=== Records shown ===
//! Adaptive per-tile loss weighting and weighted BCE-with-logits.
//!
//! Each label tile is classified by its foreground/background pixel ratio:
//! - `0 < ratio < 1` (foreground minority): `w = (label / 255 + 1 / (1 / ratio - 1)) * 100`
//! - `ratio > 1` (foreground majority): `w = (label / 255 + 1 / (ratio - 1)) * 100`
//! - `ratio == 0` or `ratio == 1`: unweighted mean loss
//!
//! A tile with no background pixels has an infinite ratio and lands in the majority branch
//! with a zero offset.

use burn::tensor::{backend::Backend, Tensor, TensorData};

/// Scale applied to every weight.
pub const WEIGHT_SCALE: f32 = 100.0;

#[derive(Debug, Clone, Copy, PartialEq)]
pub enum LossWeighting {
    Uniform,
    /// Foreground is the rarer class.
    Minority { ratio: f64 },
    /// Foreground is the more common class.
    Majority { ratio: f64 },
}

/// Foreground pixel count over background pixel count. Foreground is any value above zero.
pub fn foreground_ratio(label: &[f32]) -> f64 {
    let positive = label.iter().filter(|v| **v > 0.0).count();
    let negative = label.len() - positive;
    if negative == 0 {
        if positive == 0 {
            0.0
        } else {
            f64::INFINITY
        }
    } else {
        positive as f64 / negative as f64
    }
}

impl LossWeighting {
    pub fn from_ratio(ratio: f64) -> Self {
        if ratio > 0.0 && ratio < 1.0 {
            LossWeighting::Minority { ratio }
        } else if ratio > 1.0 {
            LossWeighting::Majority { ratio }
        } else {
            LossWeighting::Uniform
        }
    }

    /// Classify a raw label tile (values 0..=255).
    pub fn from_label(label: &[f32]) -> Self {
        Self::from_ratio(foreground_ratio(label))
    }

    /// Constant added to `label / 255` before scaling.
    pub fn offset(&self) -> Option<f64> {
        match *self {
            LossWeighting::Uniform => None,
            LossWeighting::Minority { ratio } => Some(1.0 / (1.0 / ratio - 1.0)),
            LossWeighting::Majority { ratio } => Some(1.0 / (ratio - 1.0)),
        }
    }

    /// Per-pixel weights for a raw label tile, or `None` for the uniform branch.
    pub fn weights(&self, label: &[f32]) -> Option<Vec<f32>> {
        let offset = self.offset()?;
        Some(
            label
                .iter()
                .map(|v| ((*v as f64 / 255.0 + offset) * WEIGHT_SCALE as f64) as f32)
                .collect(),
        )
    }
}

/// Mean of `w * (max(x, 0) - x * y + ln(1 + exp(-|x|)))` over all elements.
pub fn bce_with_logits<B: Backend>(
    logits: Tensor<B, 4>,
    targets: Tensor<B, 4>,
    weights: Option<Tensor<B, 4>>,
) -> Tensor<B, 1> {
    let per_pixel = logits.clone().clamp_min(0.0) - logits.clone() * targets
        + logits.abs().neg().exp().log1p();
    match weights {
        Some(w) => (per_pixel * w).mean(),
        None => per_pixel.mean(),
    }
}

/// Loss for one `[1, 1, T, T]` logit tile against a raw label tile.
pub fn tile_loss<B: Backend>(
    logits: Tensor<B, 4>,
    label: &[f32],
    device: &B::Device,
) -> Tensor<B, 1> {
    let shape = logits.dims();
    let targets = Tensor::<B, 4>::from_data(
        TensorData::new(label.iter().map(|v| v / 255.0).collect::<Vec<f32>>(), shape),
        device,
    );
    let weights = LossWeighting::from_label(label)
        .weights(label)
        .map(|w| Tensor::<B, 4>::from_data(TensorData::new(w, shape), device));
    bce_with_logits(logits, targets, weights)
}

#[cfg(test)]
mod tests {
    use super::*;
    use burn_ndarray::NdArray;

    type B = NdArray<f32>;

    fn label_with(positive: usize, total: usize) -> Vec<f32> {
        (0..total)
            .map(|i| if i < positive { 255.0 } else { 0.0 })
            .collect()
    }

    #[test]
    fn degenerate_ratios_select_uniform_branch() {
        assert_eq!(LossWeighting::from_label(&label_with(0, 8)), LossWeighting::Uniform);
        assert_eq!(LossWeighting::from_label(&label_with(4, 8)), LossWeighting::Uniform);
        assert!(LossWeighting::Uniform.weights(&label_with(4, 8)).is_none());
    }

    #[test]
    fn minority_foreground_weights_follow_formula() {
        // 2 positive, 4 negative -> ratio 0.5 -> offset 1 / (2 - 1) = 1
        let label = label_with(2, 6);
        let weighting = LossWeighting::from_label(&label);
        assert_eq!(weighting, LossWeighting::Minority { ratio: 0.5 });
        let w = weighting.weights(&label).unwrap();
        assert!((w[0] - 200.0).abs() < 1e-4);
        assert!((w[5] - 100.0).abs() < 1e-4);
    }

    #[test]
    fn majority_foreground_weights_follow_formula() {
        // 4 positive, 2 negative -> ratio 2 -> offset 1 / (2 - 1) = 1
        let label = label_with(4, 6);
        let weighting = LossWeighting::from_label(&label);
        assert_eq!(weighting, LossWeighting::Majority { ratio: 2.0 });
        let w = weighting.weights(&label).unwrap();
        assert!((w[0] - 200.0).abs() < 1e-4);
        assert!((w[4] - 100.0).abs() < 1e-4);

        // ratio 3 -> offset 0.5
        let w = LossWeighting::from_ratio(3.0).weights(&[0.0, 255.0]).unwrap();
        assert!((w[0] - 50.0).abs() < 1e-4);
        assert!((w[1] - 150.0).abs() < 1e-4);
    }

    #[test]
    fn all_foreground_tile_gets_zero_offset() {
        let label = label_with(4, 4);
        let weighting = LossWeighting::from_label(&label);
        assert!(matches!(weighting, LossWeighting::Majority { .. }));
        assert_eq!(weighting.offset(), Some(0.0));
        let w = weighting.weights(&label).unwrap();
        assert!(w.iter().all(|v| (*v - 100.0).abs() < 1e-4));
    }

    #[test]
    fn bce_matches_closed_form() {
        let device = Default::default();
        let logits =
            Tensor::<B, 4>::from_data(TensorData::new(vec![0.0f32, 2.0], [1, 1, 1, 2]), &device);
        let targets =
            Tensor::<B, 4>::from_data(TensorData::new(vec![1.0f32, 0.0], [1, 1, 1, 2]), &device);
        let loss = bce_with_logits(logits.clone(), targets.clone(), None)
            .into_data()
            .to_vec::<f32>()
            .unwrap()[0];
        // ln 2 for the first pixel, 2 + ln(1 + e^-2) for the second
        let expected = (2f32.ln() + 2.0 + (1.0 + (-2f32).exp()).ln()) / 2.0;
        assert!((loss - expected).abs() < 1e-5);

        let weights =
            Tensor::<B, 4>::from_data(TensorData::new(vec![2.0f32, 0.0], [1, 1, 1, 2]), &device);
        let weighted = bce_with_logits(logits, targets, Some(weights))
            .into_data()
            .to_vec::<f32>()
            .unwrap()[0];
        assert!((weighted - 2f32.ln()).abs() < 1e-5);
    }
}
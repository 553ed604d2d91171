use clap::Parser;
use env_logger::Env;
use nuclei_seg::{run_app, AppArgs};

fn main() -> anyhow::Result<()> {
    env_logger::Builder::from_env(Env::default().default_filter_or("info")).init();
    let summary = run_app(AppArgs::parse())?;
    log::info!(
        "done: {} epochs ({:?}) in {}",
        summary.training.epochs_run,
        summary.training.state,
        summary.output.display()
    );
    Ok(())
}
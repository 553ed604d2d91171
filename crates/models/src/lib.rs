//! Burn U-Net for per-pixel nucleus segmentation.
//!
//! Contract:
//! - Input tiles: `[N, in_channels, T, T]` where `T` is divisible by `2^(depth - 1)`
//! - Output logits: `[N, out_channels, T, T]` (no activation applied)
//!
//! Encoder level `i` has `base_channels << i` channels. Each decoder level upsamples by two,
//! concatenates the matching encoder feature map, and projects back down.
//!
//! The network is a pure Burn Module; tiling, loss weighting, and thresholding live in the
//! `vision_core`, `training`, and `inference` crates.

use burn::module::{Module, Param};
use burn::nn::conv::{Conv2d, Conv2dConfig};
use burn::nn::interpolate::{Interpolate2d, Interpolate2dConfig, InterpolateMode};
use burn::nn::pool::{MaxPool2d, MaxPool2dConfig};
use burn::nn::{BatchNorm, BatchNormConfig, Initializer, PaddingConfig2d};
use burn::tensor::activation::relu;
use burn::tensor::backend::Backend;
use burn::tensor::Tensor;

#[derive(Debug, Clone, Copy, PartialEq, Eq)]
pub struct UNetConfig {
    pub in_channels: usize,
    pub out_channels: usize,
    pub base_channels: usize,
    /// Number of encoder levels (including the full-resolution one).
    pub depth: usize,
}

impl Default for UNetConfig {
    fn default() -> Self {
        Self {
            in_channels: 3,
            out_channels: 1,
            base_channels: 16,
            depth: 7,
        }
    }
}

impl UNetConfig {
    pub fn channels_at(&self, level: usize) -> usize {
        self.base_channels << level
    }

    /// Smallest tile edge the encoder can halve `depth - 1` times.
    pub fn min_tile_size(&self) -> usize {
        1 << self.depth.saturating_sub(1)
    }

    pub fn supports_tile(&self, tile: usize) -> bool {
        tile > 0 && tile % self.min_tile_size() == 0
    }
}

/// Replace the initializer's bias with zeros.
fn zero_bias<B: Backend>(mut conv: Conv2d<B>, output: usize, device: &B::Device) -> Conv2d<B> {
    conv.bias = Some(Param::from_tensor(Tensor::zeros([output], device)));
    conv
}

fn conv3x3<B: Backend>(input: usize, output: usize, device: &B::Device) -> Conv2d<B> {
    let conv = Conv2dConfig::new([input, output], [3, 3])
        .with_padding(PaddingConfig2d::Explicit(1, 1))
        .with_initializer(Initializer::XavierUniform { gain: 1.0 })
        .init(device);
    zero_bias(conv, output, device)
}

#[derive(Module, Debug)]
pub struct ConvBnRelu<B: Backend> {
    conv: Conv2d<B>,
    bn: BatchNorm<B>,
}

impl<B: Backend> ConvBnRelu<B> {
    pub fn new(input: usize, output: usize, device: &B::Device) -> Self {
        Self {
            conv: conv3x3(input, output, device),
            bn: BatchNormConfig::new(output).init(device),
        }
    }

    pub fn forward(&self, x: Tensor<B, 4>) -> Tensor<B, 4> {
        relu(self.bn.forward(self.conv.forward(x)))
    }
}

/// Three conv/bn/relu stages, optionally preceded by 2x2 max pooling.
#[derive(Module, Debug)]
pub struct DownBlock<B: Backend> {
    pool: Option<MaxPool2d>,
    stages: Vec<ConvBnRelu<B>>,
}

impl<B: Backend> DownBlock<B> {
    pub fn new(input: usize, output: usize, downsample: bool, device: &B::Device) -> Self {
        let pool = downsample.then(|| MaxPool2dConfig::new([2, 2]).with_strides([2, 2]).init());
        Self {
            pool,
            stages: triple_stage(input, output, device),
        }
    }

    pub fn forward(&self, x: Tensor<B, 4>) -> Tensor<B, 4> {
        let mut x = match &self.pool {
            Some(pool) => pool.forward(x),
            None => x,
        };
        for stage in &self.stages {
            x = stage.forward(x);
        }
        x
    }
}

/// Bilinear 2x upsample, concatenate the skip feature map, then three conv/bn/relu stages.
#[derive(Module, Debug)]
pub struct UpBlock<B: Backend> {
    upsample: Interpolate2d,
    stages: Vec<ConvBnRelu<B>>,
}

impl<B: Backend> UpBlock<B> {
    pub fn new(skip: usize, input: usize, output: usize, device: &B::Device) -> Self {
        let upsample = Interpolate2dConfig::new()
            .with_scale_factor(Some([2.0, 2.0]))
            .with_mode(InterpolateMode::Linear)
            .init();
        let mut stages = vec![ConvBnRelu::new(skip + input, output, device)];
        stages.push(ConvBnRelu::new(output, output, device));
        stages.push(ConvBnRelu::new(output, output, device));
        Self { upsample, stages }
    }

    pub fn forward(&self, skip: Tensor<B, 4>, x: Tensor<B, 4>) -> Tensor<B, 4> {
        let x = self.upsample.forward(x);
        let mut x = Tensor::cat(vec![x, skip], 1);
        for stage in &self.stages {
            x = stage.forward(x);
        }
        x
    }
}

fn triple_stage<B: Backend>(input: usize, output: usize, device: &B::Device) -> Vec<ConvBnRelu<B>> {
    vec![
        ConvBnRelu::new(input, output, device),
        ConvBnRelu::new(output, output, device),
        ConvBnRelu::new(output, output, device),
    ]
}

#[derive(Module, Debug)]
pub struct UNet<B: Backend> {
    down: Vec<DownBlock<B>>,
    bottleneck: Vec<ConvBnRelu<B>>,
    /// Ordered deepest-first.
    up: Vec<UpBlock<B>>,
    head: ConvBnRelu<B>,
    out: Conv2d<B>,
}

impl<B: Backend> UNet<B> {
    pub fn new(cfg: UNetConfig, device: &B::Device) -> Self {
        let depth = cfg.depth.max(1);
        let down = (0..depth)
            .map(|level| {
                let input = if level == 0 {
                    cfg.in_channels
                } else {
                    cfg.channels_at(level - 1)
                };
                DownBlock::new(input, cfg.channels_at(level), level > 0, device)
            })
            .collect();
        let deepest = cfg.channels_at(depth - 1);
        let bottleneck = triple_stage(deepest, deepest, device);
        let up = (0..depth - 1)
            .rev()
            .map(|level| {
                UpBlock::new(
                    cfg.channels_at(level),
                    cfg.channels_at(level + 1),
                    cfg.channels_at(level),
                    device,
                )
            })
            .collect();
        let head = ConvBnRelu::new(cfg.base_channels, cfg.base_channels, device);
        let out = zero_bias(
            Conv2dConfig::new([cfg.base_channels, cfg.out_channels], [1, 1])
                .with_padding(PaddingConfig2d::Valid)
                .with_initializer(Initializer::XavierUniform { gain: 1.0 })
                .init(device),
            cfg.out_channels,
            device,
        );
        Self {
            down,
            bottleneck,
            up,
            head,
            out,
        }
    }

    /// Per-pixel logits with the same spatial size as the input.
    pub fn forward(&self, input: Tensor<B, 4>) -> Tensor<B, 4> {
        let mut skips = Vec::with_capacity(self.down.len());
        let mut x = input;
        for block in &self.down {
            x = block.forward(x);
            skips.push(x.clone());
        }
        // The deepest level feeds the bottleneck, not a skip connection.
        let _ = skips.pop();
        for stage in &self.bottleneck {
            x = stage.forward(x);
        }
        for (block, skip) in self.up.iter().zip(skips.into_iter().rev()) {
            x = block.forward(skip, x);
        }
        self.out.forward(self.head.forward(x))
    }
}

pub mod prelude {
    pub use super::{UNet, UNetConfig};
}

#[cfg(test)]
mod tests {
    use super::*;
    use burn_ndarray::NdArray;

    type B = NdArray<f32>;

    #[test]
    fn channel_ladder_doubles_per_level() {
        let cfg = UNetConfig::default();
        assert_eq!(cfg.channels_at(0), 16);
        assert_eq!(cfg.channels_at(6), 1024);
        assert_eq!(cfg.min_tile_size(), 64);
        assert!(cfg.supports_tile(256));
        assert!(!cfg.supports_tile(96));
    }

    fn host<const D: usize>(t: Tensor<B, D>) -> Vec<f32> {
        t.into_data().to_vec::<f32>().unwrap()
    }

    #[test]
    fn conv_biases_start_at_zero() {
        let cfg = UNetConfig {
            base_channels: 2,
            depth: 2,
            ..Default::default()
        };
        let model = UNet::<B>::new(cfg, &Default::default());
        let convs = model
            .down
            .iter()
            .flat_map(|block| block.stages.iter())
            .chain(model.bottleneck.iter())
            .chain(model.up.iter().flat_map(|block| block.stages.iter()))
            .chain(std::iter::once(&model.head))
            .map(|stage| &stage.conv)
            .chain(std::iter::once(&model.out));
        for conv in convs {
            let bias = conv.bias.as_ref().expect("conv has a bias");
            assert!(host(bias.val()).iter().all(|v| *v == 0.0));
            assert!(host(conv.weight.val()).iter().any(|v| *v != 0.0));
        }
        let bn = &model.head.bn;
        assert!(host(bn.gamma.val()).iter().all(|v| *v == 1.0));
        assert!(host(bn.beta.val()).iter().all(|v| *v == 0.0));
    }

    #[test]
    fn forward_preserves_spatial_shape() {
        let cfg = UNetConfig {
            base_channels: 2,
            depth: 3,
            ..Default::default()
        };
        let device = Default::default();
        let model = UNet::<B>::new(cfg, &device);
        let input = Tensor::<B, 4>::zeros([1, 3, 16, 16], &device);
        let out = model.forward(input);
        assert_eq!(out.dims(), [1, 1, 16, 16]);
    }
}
===
=== Exercise aim ===
Which of the lines in the data hold the string "chain"? Report each of them by copying it.

=== Problem solution ===
            .chain(model.bottleneck.iter())
            .chain(model.up.iter().flat_map(|block| block.stages.iter()))
            .chain(std::iter::once(&model.head))
            .chain(std::iter::once(&model.out));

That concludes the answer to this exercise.